Meta announced last Thursday a flurry of takedowns of accounts affiliated with seven surveillance-for-hire firms — including Cytrox and four other Israeli companies — and notified about 50,000 people in more than 100 countries including journalists, dissidents and clergy who may have been targeted by them. It said it deleted about 300 Facebook and Instagram accounts linked to Cytrox, which appears to operate out of North Macedonia.
Citizen Lab researcher Bill Marzak told the Associated Press that the Cytrox malware appears to pull the same tricks as NSO Group’s Pegasus product — in particular, turning a smartphone into an eavesdropping device and siphoning out its vital data. One captured module records all sides of a live conversation, he said.
Cytrox was part of a shadowy alliance of surveillance tech companies known as Intellexa that was formed to compete with NSO Group. Founded in 2019 by a former Israeli military officer and entrepreneur named Tal Dilian, Intellexa includes companies that have run afoul of authorities in various countries for alleged abuses.
On its website, Intellexa has described itself as “EU-based and regulated, with six sites and R&D labs throughout Europe,” but lists no address. Its web page is vague about its offerings, although as recently as October it said that in addition to “covert mass collection” it provides systems “to access target devices and networks” via Wi-Fi and wireless networks. Intellexa said its tools are used by law enforcement and intelligence agencies against terrorists and crimes including financial fraud.
Cyber defense
On an individual level, most people “don’t have to worry about zero-click exploits,” said Avner, the security consultant. They just need to “practice better [cyber] hygiene, like closely checking URLs, and using second channels of communications” to verify any suspicious-sounding messages from people we may know, he added.
“Most cyber attacks can be prevented with two-factor authentication,” or 2fa, Avner said, a method that adds an extra layer of protection to ensure the security of online accounts beyond a username and password.
If a security agency “wants to get into your phone, it’ll likely get in,” said Moller. “There’s no such thing as 100% protection.”

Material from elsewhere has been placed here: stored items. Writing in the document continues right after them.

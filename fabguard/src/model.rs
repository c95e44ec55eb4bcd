//! Board Model
//!
//! Typed, read-only view of a routed board. A [`Board`] is built once per
//! verification run (normally by [`crate::parser::BoardParser`]) and only
//! borrowed by the checks afterwards.

use serde::{Deserialize, Serialize};
use std::collections::{BTreeMap, HashSet};
use thiserror::Error;

use crate::geometry::{bounding_box, Point, Rect, AXIS_TOLERANCE};

/// Structural invariant broken by a board description.
#[derive(Debug, Error, PartialEq)]
pub enum ModelError {
    #[error("{element} references undeclared net {net}")]
    UnknownNet { element: String, net: u32 },
    #[error("segment {uuid} has non-positive width {width}")]
    NonPositiveWidth { uuid: String, width: f64 },
}

/// Net declaration. Id 0 is the reserved "unconnected" net and never appears here.
#[derive(Debug, Clone, PartialEq, Serialize, Deserialize)]
pub struct Net {
    pub id: u32,
    pub name: String,
}

/// One straight copper trace run.
#[derive(Debug, Clone, PartialEq, Serialize, Deserialize)]
pub struct Segment {
    pub uuid: String,
    pub start: Point,
    pub end: Point,
    pub width: f64,
    pub layer: String,
    pub net: u32,
}

impl Segment {
    pub fn new(start: Point, end: Point, width: f64, layer: &str, net: u32) -> Self {
        Self {
            uuid: String::new(),
            start,
            end,
            width,
            layer: layer.to_string(),
            net,
        }
    }

    pub fn half_width(&self) -> f64 {
        self.width / 2.0
    }

    pub fn is_horizontal(&self) -> bool {
        (self.start.y - self.end.y).abs() < AXIS_TOLERANCE
    }

    pub fn is_vertical(&self) -> bool {
        (self.start.x - self.end.x).abs() < AXIS_TOLERANCE
    }

    pub fn x_range(&self) -> (f64, f64) {
        (self.start.x.min(self.end.x), self.start.x.max(self.end.x))
    }

    pub fn y_range(&self) -> (f64, f64) {
        (self.start.y.min(self.end.y), self.start.y.max(self.end.y))
    }

    /// `(x1,y1)->(x2,y2)`, the form used in violation messages.
    pub fn describe(&self) -> String {
        format!("{}->{}", self.start, self.end)
    }
}

#[derive(Debug, Clone, PartialEq, Serialize, Deserialize)]
pub struct Via {
    pub uuid: String,
    pub position: Point,
    /// Pad diameter.
    pub size: f64,
    /// Hole diameter.
    pub drill: f64,
    pub layers: (String, String),
    pub net: u32,
}

impl Via {
    pub fn new(position: Point, size: f64, drill: f64, net: u32) -> Self {
        Self {
            uuid: String::new(),
            position,
            size,
            drill,
            layers: ("F.Cu".to_string(), "B.Cu".to_string()),
            net,
        }
    }

    /// Copper left around the hole: `(size - drill) / 2`. Negative when the
    /// drill is wider than the pad.
    pub fn annular_ring(&self) -> f64 {
        (self.size - self.drill) / 2.0
    }

    pub fn radius(&self) -> f64 {
        self.size / 2.0
    }

    pub fn drill_radius(&self) -> f64 {
        self.drill / 2.0
    }
}

#[derive(Debug, Clone, Copy, PartialEq, Eq, Serialize, Deserialize)]
#[serde(rename_all = "snake_case")]
pub enum PadKind {
    ThruHole,
    Smd,
    Connect,
    NpThruHole,
}

#[derive(Debug, Clone, PartialEq, Serialize, Deserialize)]
pub struct Pad {
    pub number: String,
    pub kind: PadKind,
    /// Absolute board position.
    pub position: Point,
    pub size_w: f64,
    pub size_h: f64,
    /// 0 for surface-mount pads.
    pub drill: f64,
    pub net: u32,
    pub layer: String,
}

impl Pad {
    pub fn is_drilled(&self) -> bool {
        self.drill > 0.0
    }
}

#[derive(Debug, Clone, Copy, PartialEq, Eq, Hash, Serialize, Deserialize)]
#[serde(rename_all = "snake_case")]
pub enum Side {
    Top,
    Bottom,
}

impl Side {
    pub fn from_layer(layer: &str) -> Self {
        if layer.starts_with("B.") {
            Side::Bottom
        } else {
            Side::Top
        }
    }
}

#[derive(Debug, Clone, PartialEq, Serialize, Deserialize)]
pub struct Footprint {
    pub uuid: String,
    pub reference: String,
    pub library: String,
    pub side: Side,
    pub position: Point,
    pub rotation: f64,
    pub pads: Vec<Pad>,
}

impl Footprint {
    pub fn is_mounting_hole(&self) -> bool {
        self.library.to_ascii_lowercase().contains("mountinghole")
    }
}

/// Copper pour.
#[derive(Debug, Clone, PartialEq, Serialize, Deserialize)]
pub struct Zone {
    pub uuid: String,
    pub net: u32,
    pub net_name: String,
    pub layer: String,
    /// `None` when the file carries no `(priority n)`; fill order is then undefined.
    pub priority: Option<u32>,
    /// Rasterized fill data is present.
    pub filled: bool,
    pub filled_polygons: usize,
    pub outline: Vec<Point>,
}

impl Zone {
    pub fn bounding_box(&self) -> Option<Rect> {
        bounding_box(self.outline.iter().copied())
    }
}

/// Named rectangular opening milled through the board.
#[derive(Debug, Clone, PartialEq, Serialize, Deserialize)]
pub struct Cutout {
    pub name: String,
    pub rect: Rect,
}

impl Cutout {
    pub fn new(name: &str, rect: Rect) -> Self {
        Self {
            name: name.to_string(),
            rect,
        }
    }
}

/// Element counts, printed before the checks run and embedded in reports.
#[derive(Debug, Clone, Default, PartialEq, Serialize, Deserialize)]
pub struct BoardSummary {
    pub segments: usize,
    pub vias: usize,
    pub nets: usize,
    pub footprints: usize,
    pub pads: usize,
    pub drilled_pads: usize,
    pub zones: usize,
    pub filled_polygons: usize,
}

#[derive(Debug, Clone, Default, PartialEq, Serialize, Deserialize)]
pub struct Board {
    pub filename: String,
    /// Bounding box of the `Edge.Cuts` outline, if the file draws one.
    pub outline: Option<Rect>,
    pub cutouts: Vec<Cutout>,
    pub nets: Vec<Net>,
    pub segments: Vec<Segment>,
    pub vias: Vec<Via>,
    pub footprints: Vec<Footprint>,
    pub zones: Vec<Zone>,
}

impl Board {
    pub fn width(&self) -> Option<f64> {
        self.outline.map(|r| r.width())
    }

    pub fn height(&self) -> Option<f64> {
        self.outline.map(|r| r.height())
    }

    pub fn pads(&self) -> impl Iterator<Item = &Pad> {
        self.footprints.iter().flat_map(|fp| fp.pads.iter())
    }

    pub fn net_name(&self, id: u32) -> Option<&str> {
        self.nets
            .iter()
            .find(|n| n.id == id)
            .map(|n| n.name.as_str())
    }

    /// Segments grouped per copper layer; layer order is stable across runs.
    pub fn segments_by_layer(&self) -> BTreeMap<&str, Vec<&Segment>> {
        let mut by_layer: BTreeMap<&str, Vec<&Segment>> = BTreeMap::new();
        for seg in &self.segments {
            by_layer.entry(seg.layer.as_str()).or_default().push(seg);
        }
        by_layer
    }

    pub fn zones_by_layer(&self) -> BTreeMap<&str, Vec<&Zone>> {
        let mut by_layer: BTreeMap<&str, Vec<&Zone>> = BTreeMap::new();
        for zone in &self.zones {
            by_layer.entry(zone.layer.as_str()).or_default().push(zone);
        }
        by_layer
    }

    pub fn summary(&self) -> BoardSummary {
        BoardSummary {
            segments: self.segments.len(),
            vias: self.vias.len(),
            nets: self.nets.len(),
            footprints: self.footprints.len(),
            pads: self.pads().count(),
            drilled_pads: self.pads().filter(|p| p.is_drilled()).count(),
            zones: self.zones.len(),
            filled_polygons: self.zones.iter().map(|z| z.filled_polygons).sum(),
        }
    }

    /// Enforce the structural invariants: positive segment widths and net
    /// references that are either 0 or declared.
    pub fn validate(&self) -> Result<(), ModelError> {
        let declared: HashSet<u32> = self.nets.iter().map(|n| n.id).collect();
        let check_net = |element: String, net: u32| {
            if net == 0 || declared.contains(&net) {
                Ok(())
            } else {
                Err(ModelError::UnknownNet { element, net })
            }
        };

        for seg in &self.segments {
            if !(seg.width > 0.0) {
                return Err(ModelError::NonPositiveWidth {
                    uuid: seg.uuid.clone(),
                    width: seg.width,
                });
            }
            check_net(format!("segment {}", seg.describe()), seg.net)?;
        }
        for via in &self.vias {
            check_net(format!("via at {}", via.position), via.net)?;
        }
        for fp in &self.footprints {
            for pad in &fp.pads {
                check_net(format!("pad {}.{}", fp.reference, pad.number), pad.net)?;
            }
        }
        for zone in &self.zones {
            check_net(format!("zone {} on {}", zone.net_name, zone.layer), zone.net)?;
        }
        Ok(())
    }
}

But cyberattacks are not a predetermined fate, said Moller. Companies and organizations can protect themselves by deploying cybersecurity services that reduce their attack surfaces, the number of all possible points where an unauthorized user can gain access, testing their systems, and educating their workforces against social engineering, Moller explained.
Social engineering is a manipulation technique, used by cyber intelligence and cyber surveillance companies, to trick people into divulging private or confidential information or making security-related mistakes.
“Individuals and businesses can prevent the majority of potentially disastrous hacks,” said Moller. “By being aware of the risks and adopting a ‘defense in depth’ approach. For example, maintaining a preventative measure protocol, like regularly upgrading software with the latest and greatest version of the software, using two-factor authentication (2fa), not reusing passwords etc. Businesses can outsource these components and use patch management solutions (like the ones Acronis provides).”
“In addition, as post-breach actions (or in suspicion of a breach), there are services that enable extracting forensic information from the device (like a smartphone) to see whether it was hacked”.
For individuals protection should come from governments and regulators, Moller argued.
“Just like we have the police, and the military, and the Shabak [Israel’s internal security service], there need to be cyber defenders. Authorities need to take responsibility and provide more oversight into companies’ practices,” he concluded.
Agencies and TOI staff contributed to this report.